Rural & Urban Hack(s) Workshops: a Short story
There are many meanings and stories underneath the workshop we hosted during the years 2014-2019 in the field of Rural & Urban farming. For many, they were the first ever IoT workshop they enrolled to, for us a way to explore new scenarios and landscapes, in constant evolution.
These workshop allowed me to mend the more traditional Arduino worshop (8bit Arduino Uno, or Leonardo based) held since I first produced one back in 2008 to a more rounded Internet of Things edition, that became a sort of canovaccio (storytelling outline) to most of my teaching ever since.
It was the time of the introduction of Arduino MKR 1000, ESP8266 was still off the radar, and DIY IoT (IoT) was about to experience the hype we (I’m writing in early 2023) are experiencing for AI.

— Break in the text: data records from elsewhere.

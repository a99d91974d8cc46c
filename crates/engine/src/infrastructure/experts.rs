//! Expert registry.
//!
//! Experts are the knowledge-domain handlers the orchestration layer routes
//! intents to. The engine only loads and lists them.

use std::fmt;
use std::path::{Path, PathBuf};

use serde::{Deserialize, Serialize};

pub const BUNDLED_EXPERTS_JSON: &str = include_str!("../../../../data/experts.json");

#[derive(Debug, Clone, Copy, PartialEq, Eq, Serialize, Deserialize)]
pub enum ExpertType {
    #[serde(alias = "AI_RAG")]
    AiRag,
    #[serde(alias = "LOCAL_DATA")]
    LocalData,
    #[serde(alias = "NARRATIVE_ONLY")]
    NarrativeOnly,
}

impl ExpertType {
    pub fn as_str(&self) -> &'static str {
        match self {
            Self::AiRag => "AiRag",
            Self::LocalData => "LocalData",
            Self::NarrativeOnly => "NarrativeOnly",
        }
    }
}

impl fmt::Display for ExpertType {
    fn fmt(&self, f: &mut fmt::Formatter<'_>) -> fmt::Result {
        write!(f, "{}", self.as_str())
    }
}

#[derive(Debug, Clone, PartialEq, Eq, Serialize, Deserialize)]
pub struct ExpertDefinition {
    pub name: String,
    pub intent_name: String,
    #[serde(default)]
    pub description: String,
    pub expert_type: ExpertType,
    #[serde(default)]
    pub corpus_id: Option<String>,
    #[serde(default)]
    pub data_source_key: Option<String>,
}

#[derive(Debug, thiserror::Error)]
pub enum ExpertLoadError {
    #[error("Failed to read {path}: {source}")]
    Io {
        path: PathBuf,
        #[source]
        source: std::io::Error,
    },
    #[error("Invalid experts JSON in {origin}: {source}")]
    Json {
        origin: String,
        #[source]
        source: serde_json::Error,
    },
}

/// Experts in definition order. Names are unique; a later duplicate replaces
/// the earlier entry in place.
#[derive(Debug, Clone, Default)]
pub struct ExpertRegistry {
    experts: Vec<ExpertDefinition>,
}

impl ExpertRegistry {
    pub fn new(definitions: impl IntoIterator<Item = ExpertDefinition>) -> Self {
        let mut experts: Vec<ExpertDefinition> = Vec::new();
        for definition in definitions {
            match experts.iter_mut().find(|e| e.name == definition.name) {
                Some(existing) => {
                    tracing::warn!(expert = %definition.name, "Duplicate expert name, keeping the later definition");
                    *existing = definition;
                }
                None => experts.push(definition),
            }
        }
        Self { experts }
    }

    pub fn parse(json: &str, origin: &str) -> Result<Self, ExpertLoadError> {
        let definitions: Vec<ExpertDefinition> =
            serde_json::from_str(json).map_err(|source| ExpertLoadError::Json {
                origin: origin.to_string(),
                source,
            })?;
        let registry = Self::new(definitions);
        tracing::info!(origin = %origin, count = registry.len(), "Loaded experts");
        Ok(registry)
    }

    /// Reads the experts from `path`, or the bundled list when `None`.
    pub fn load(path: Option<&Path>) -> Result<Self, ExpertLoadError> {
        match path {
            Some(path) => {
                let json = std::fs::read_to_string(path).map_err(|source| ExpertLoadError::Io {
                    path: path.to_path_buf(),
                    source,
                })?;
                Self::parse(&json, &path.display().to_string())
            }
            None => Self::parse(BUNDLED_EXPERTS_JSON, "bundled"),
        }
    }

    pub fn get(&self, name: &str) -> Option<&ExpertDefinition> {
        self.experts.iter().find(|e| e.name == name)
    }

    /// First expert registered for the intent.
    pub fn by_intent(&self, intent_name: &str) -> Option<&ExpertDefinition> {
        self.experts.iter().find(|e| e.intent_name == intent_name)
    }

    pub fn all(&self) -> &[ExpertDefinition] {
        &self.experts
    }

    pub fn len(&self) -> usize {
        self.experts.len()
    }

    pub fn is_empty(&self) -> bool {
        self.experts.is_empty()
    }
}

Reading and reviewing the ideas that were coming out in that period from nowadays perspective is super interesting, and may shed some light for the upcoming years development of other scenarios.
The challenge in teaching microcontrollers and IoT, creating and fast prototyping solutions in a short run (18, 24 hours the logest workshop I held), leaving the students going home with a path to follow, a project to accomplish by themselves, has always taken in account tree different aspects of the conversation: the sensors (or actuators), the Microcontroller and its Communication protocol, the Cloud.

This is where we dive in the cultural and technological aspects on how Open Source Hardware and software evolved, like us. The workshop had various declinations, or chapters. This page reviews the whole glorious Rural Hack Saga, by taking in account the early workshop held in Calvanico, near Salerno, in 2016, using general purposed, or maker oriented tools to shift to industrial agricoltural tools in the early 20ies.

Looking for a Cloud
The very first kit was meant to be hardware agnostic (we often used it with Arduino MKR 1000 or 1010), and breadboard based. The duration of the workshop was 18-20 hours, and most of the time was devoted to understand the correct use of the Soil Moisture Sensor from Lithuaninan Open Hardware producer Catnip Industries as well as sorting out the different (and convenientely absolute) LUX values from Adafruit’s GA1A12S202 Light Sensor.
The problem was indeed where to post the data. Most of the areas of Italy the workshop attendees were coming from were not connected to the internet, so we adapted our sillabus to create local networks, based on unreliable WIFI connections. ZigBee was obviously an option, but at the time it was still hard to integrate in a maker, newbie scenario. Is it today?
It’s been super interesting to join the enthusiast community of Ruralhackers, and make the workshop syllabus evolve and adapt based on their needs throughout the different editions of the workshop, also held as a conference or Q&A.
From Trento’s MUSE workshop to Seeds/Chips Milan conference, we experienced the shiftment from a breadsboard, solder / DIY custom based solution to a more easily replicable one, throughout the use of the Seeedstudio Grove System, together with MKR Grove Shield.
We worked really hard to allow non technical users to negotiate quick & dirty solutions to automatize their processes. In order to do that, we often used services such as OpenEnergyMonitor, IFTT, Blynk, Thingspeak, Telegram, Node-RED.
The more we were teaching and meeting farmers and students, young and enthusiasts around farming, urban farming, automated greenhouses and aquaponics, the more we shifted from the development of the monitoring nodes to the integration of different nodes in a system. The consistent adoption of Node-RED allowed multiple integrations in one simple and elegant toolset
At Officine we are constatntly looking to not reinvent the wheel or created new standards, and we were often asked to delevop or integrate new things. That’s how we discovered and joined Mycodo‘s project and community, held and developed by the incredible Kyle Gabriel. Kyle’s Mushroom Cultivantion project is by far the best documented project we have seen. Ever.
From Hacking to System Integration
The need to shift from WIFI to more resilient and distributed network solutions (like LoRa or Sigfox), or benefit of low power devices, able to stand a season, or even a year without changing the batteries, in wild climate situation made testing and using new solutions a necessity: that’s where SenseCap came in.

The SenseCap family product is addressing specific needs ranging from Agrotech to Meteorological Monitoring or Smart Cities. They have been lately updated to their second interaction and are a resilient hardware to build a monitorng system with.